**MATERIAL PROVIDED:**
============================================================

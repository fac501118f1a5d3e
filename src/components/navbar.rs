use leptos::prelude::*;

use crate::state::{ActiveTab, ShellState};

const NAV_TABS: [(ActiveTab, &str); 2] = [
    (ActiveTab::Presets, "Cobra Presets"),
    (ActiveTab::Ai, "AI Sensei"),
];

#[component]
pub fn Navbar(shell: RwSignal<ShellState>) -> impl IntoView {
    let tab_class = move |tab: ActiveTab, base: &'static str| {
        move || {
            if shell.with(|s| s.active_tab == tab) {
                format!("{} nav-link-active", base)
            } else {
                base.to_string()
            }
        }
    };

    view! {
        <nav class="navbar">
            <div class="navbar-inner">
                <div class="brand">
                    <span class="brand-mark">"\u{1F525}"</span>
                    <h1 class="brand-title">"TO " <span class="brand-accent">"COBRAS"</span></h1>
                </div>

                <div class="nav-desktop">
                    {NAV_TABS
                        .into_iter()
                        .map(|(tab, label)| view! {
                            <button
                                class=tab_class(tab, "nav-link")
                                on:click=move |_| shell.update(|s| s.set_tab(tab))
                            >
                                {label}
                            </button>
                        })
                        .collect::<Vec<_>>()}
                    <span class="beta-tag">"BETA v3.0"</span>
                </div>

                <button
                    class="nav-toggle"
                    aria-label="Toggle navigation"
                    on:click=move |_| shell.update(|s| s.toggle_mobile_menu())
                >
                    {move || if shell.with(|s| s.mobile_menu_open) { "\u{2715}" } else { "\u{2630}" }}
                </button>
            </div>

            <Show when=move || shell.with(|s| s.mobile_menu_open)>
                <div class="nav-mobile">
                    {NAV_TABS
                        .into_iter()
                        .map(|(tab, label)| view! {
                            <button
                                class=tab_class(tab, "nav-mobile-link")
                                on:click=move |_| shell.update(|s| s.choose_tab_from_menu(tab))
                            >
                                {label}
                            </button>
                        })
                        .collect::<Vec<_>>()}
                </div>
            </Show>
        </nav>
    }
}
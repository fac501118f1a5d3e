use leptos::logging::error;
use leptos::prelude::*;
use wasm_bindgen::JsCast;
use wasm_bindgen_futures::spawn_local;

use crate::commands::{self, PlayStyle, SensitivityRecord};
use crate::components::status_badge::{BadgeTone, StatusBadge};
use crate::state::{FormState, SUCCESS_RESET_MS};

#[component]
pub fn AiCoach(
    /// Receives each record the form produces, fallback or not.
    #[prop(into)]
    on_generated: Callback<SensitivityRecord>,
) -> impl IntoView {
    let form = RwSignal::new(FormState::default());

    // Pending success-reset timer; cleared on unmount and on resubmit
    let reset_timer = StoredValue::new(None::<i32>);

    let cancel_reset = move || {
        if let Some(id) = reset_timer.get_value() {
            if let Some(window) = web_sys::window() {
                window.clear_timeout_with_handle(id);
            }
            reset_timer.set_value(None);
        }
    };
    on_cleanup(cancel_reset);

    let schedule_reset = move || {
        cancel_reset();
        let callback = wasm_bindgen::closure::Closure::once(move || {
            reset_timer.set_value(None);
            form.try_update(|f| f.reset_after_success());
        });
        if let Some(window) = web_sys::window() {
            if let Ok(id) = window.set_timeout_with_callback_and_timeout_and_arguments_0(
                callback.as_ref().unchecked_ref(),
                SUCCESS_RESET_MS,
            ) {
                reset_timer.set_value(Some(id));
            }
        }
        callback.forget();
    };

    let submit = move |ev: leptos::ev::SubmitEvent| {
        ev.prevent_default();
        let Some(request) = form.try_update(|f| f.begin_submit()).flatten() else {
            return;
        };
        cancel_reset();

        spawn_local(async move {
            let result =
                commands::generate_sensitivity(&request.device_model, request.play_style).await;
            if let Err(e) = &result {
                error!("Sensitivity generation failed: {}", e);
            }
            if let Some(record) = form.try_update(|f| f.settle(result)).flatten() {
                on_generated.run(record);
                schedule_reset();
            }
        });
    };

    let is_loading = move || form.with(|f| f.is_loading());

    view! {
        <div class="coach-panel">
            <div class="coach-header">
                <div class="coach-icon">"\u{1F916}"</div>
                <div>
                    <h2 class="coach-title">"Cobra AI Sensei"</h2>
                    <p class="coach-subtitle">"Device Analysis Module"</p>
                </div>
            </div>

            <form class="coach-form" on:submit=submit>
                <div class="form-group">
                    <label for="device-model">"Your Device Model"</label>
                    <input
                        id="device-model"
                        type="text"
                        class="input"
                        placeholder="e.g. iPhone 13, Samsung S23, POCO X3..."
                        required
                        prop:value=move || form.with(|f| f.device.clone())
                        on:input=move |ev| {
                            let value = event_target_value(&ev);
                            form.update(|f| f.device = value);
                        }
                    />
                </div>

                <div class="form-group">
                    <label>"Combat Style"</label>
                    <div class="style-grid">
                        {PlayStyle::ALL
                            .into_iter()
                            .map(|style| view! {
                                <button
                                    type="button"
                                    class=move || {
                                        if form.with(|f| f.play_style == style) {
                                            "style-btn style-btn-active"
                                        } else {
                                            "style-btn"
                                        }
                                    }
                                    on:click=move |_| form.update(|f| f.play_style = style)
                                >
                                    {style.short_label()}
                                </button>
                            })
                            .collect::<Vec<_>>()}
                    </div>
                </div>

                {move || form.with(|f| f.error).map(|msg| view! {
                    <div class="coach-error">
                        <span class="coach-error-icon">"!"</span>
                        {msg}
                    </div>
                })}

                <Show when=move || form.with(|f| f.degraded)>
                    <StatusBadge
                        label="Offline preset values"
                        tone=BadgeTone::Degraded
                        detail="AI unavailable, showing Cobra defaults"
                    />
                </Show>

                <button
                    type="submit"
                    class=move || if is_loading() { "btn btn-generate btn-busy" } else { "btn btn-generate" }
                    disabled=is_loading
                >
                    {move || if is_loading() {
                        view! { <span class="spinner"></span>" Calibrating..." }.into_any()
                    } else {
                        view! { <span class="btn-icon">"\u{26A1}"</span>" Generate Venom Settings" }.into_any()
                    }}
                </button>
            </form>
        </div>
    }
}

============================================================

**EXERCISE DIRECTIONS:**
Every line from the one containing "<StatusBadge" through the last line of the entries should be output exactly; nothing else belongs in the reply.

**RESPONSE TO THIS EXERCISE:**
                    <StatusBadge
                        label="Offline preset values"
                        tone=BadgeTone::Degraded
                        detail="AI unavailable, showing Cobra defaults"
                    />
                </Show>

                <button
                    type="submit"
                    class=move || if is_loading() { "btn btn-generate btn-busy" } else { "btn btn-generate" }
                    disabled=is_loading
                >
                    {move || if is_loading() {
                        view! { <span class="spinner"></span>" Calibrating..." }.into_any()
                    } else {
                        view! { <span class="btn-icon">"\u{26A1}"</span>" Generate Venom Settings" }.into_any()
                    }}
                </button>
            </form>
        </div>
    }
}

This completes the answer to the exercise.